INSTRUCTIONS TO FOLLOW ::
If a line in the records contains the word "done", count it; state the resulting number and nothing more.

DATA SECTION Block Start

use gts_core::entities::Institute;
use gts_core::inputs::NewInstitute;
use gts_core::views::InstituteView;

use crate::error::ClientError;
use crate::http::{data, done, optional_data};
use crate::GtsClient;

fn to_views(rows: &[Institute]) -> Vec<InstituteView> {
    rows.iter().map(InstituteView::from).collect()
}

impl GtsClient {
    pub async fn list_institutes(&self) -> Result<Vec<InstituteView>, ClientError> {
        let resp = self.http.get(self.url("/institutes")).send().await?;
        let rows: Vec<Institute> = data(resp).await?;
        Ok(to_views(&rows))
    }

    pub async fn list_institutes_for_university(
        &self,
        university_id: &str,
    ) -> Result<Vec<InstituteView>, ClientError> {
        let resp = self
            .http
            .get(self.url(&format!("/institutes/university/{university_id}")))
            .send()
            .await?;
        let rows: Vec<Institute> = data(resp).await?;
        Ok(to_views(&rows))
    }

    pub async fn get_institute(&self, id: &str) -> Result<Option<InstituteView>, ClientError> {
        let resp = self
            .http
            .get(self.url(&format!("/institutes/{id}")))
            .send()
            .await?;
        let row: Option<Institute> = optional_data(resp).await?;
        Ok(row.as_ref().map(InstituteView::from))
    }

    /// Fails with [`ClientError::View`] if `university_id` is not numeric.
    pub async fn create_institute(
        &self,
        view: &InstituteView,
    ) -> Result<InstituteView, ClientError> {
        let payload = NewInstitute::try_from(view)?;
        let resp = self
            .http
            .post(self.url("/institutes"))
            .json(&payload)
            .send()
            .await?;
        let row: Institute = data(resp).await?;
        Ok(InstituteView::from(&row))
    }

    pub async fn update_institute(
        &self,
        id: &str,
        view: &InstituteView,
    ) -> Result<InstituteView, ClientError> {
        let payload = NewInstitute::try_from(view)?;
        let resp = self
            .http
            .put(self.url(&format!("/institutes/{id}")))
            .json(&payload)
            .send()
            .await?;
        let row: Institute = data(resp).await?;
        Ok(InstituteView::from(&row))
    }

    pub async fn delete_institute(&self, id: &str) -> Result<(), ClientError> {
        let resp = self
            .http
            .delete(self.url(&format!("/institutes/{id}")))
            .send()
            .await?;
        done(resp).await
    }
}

DATA SECTION Block End

ANSWER FOR THE TASK ::
2